━━━━━ THE INPUT ━━━━━

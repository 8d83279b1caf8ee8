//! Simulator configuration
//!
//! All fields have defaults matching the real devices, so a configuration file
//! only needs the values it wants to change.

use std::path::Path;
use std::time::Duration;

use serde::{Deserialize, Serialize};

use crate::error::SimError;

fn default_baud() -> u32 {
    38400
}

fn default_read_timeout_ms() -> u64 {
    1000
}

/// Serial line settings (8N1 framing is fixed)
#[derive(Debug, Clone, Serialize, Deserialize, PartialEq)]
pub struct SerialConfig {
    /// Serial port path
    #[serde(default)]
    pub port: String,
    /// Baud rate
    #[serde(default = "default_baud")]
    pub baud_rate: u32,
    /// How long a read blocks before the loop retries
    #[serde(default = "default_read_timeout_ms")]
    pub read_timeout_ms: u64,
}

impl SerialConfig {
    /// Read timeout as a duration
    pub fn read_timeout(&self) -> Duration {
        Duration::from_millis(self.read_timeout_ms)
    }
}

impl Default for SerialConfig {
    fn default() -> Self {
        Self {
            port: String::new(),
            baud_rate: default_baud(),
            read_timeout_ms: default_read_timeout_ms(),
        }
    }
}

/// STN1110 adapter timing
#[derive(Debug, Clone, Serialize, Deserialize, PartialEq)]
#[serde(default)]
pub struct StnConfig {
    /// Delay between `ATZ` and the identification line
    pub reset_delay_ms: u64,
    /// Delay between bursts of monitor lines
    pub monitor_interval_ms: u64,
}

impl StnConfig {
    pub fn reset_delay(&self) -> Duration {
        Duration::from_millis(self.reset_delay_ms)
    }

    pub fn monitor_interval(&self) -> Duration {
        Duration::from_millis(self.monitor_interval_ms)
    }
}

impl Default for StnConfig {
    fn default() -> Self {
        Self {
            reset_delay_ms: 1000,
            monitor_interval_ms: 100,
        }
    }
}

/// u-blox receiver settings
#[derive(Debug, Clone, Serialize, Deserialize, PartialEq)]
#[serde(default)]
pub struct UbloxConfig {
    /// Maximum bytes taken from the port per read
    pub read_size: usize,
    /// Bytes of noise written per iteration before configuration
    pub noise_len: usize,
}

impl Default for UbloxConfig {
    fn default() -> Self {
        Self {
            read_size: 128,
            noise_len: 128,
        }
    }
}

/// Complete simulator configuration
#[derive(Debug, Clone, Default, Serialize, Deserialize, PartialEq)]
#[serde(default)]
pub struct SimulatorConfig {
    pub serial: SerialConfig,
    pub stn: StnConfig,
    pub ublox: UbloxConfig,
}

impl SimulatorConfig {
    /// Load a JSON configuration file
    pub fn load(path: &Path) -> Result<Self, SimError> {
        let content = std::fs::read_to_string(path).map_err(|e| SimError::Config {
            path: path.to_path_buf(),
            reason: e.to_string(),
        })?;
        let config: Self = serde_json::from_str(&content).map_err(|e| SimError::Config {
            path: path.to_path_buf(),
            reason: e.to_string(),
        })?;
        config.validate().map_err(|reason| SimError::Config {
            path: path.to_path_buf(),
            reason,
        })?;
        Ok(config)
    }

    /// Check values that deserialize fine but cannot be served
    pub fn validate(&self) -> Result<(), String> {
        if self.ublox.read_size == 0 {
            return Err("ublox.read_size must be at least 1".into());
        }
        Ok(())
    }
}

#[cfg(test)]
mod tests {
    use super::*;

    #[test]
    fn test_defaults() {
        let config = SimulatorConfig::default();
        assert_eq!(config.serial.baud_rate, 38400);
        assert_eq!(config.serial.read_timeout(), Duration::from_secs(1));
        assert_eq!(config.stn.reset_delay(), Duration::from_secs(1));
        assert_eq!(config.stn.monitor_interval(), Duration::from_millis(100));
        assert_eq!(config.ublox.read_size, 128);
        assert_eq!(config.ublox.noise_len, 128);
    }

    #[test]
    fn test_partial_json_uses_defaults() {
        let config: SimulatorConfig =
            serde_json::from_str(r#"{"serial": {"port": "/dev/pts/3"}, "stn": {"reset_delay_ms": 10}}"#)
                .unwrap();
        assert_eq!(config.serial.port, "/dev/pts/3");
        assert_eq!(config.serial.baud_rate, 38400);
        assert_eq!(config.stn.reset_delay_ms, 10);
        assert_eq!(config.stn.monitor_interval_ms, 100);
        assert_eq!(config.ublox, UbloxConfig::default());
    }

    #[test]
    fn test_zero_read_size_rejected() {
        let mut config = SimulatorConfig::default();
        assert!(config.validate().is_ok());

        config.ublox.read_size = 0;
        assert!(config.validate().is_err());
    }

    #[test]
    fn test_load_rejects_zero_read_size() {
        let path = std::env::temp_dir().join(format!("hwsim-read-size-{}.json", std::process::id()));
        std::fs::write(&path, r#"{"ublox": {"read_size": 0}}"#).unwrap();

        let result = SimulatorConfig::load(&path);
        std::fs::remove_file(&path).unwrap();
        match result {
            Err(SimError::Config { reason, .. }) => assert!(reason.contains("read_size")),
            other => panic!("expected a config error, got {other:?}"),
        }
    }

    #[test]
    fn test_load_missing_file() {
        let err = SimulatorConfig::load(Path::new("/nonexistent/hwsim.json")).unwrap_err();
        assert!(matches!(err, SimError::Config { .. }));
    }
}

━━━━━
━━━━━ THE INPUT ━━━━━

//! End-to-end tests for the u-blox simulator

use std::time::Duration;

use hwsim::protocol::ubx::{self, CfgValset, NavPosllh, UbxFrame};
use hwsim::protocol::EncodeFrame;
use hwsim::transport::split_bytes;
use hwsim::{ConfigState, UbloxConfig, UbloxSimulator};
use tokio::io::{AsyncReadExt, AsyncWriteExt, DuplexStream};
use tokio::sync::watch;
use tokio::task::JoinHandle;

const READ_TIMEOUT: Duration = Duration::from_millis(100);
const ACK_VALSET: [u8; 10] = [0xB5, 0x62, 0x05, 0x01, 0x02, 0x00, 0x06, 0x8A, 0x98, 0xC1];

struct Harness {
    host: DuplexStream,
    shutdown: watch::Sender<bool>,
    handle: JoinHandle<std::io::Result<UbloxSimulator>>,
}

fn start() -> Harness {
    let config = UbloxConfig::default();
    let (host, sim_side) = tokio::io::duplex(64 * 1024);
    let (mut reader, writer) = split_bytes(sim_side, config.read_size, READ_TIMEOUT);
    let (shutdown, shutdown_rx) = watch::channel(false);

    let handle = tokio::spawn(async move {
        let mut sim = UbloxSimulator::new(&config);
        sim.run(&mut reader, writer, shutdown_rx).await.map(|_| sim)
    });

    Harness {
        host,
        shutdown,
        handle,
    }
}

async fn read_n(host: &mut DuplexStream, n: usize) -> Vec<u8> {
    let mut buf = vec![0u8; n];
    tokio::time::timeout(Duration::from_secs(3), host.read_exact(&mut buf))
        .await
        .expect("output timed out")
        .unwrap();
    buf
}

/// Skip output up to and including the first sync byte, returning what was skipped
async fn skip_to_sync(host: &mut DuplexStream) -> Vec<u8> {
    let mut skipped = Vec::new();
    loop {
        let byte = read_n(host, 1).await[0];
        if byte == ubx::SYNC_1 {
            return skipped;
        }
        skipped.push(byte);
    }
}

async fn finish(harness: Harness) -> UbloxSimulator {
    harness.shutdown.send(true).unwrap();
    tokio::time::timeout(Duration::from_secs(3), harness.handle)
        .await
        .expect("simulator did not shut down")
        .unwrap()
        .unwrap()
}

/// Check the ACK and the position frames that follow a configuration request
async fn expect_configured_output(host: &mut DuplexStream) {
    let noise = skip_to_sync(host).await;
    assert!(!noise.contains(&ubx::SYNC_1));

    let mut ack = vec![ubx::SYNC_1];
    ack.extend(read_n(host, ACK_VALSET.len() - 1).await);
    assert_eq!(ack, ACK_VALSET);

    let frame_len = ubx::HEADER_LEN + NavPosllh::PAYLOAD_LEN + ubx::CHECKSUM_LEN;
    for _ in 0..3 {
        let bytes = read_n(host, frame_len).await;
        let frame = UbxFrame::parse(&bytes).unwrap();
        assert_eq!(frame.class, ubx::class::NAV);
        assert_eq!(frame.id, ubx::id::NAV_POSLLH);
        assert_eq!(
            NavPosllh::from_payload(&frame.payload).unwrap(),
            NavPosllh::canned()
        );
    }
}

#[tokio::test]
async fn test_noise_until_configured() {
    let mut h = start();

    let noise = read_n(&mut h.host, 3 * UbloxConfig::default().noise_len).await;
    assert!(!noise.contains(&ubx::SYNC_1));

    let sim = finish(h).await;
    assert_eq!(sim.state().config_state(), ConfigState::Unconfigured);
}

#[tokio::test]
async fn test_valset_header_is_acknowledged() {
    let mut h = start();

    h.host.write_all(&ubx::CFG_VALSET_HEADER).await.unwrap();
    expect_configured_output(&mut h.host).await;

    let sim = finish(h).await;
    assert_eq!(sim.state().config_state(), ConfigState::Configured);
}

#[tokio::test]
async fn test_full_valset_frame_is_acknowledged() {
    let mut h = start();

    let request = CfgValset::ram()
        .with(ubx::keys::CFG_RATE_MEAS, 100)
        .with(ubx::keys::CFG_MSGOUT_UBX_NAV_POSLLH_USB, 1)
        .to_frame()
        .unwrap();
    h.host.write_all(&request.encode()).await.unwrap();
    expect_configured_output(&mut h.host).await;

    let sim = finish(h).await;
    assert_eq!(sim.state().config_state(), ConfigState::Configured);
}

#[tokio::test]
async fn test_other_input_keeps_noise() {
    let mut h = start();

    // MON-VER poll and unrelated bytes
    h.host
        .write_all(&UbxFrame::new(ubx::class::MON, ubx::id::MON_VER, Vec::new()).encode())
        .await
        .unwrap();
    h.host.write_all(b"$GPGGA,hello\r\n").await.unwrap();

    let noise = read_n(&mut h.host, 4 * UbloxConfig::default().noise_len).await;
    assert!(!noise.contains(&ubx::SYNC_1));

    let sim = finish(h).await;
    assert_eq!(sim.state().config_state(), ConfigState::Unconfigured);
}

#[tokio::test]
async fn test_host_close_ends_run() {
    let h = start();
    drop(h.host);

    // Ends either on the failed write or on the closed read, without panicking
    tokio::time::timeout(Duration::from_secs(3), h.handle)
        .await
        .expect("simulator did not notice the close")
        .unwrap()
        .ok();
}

━━━━━

▶ _WHAT IS BEING ASKED_
Work out how many lines in the records above contain the word "keys". State only that number.

▶ _ANSWER TO THIS TASK_
2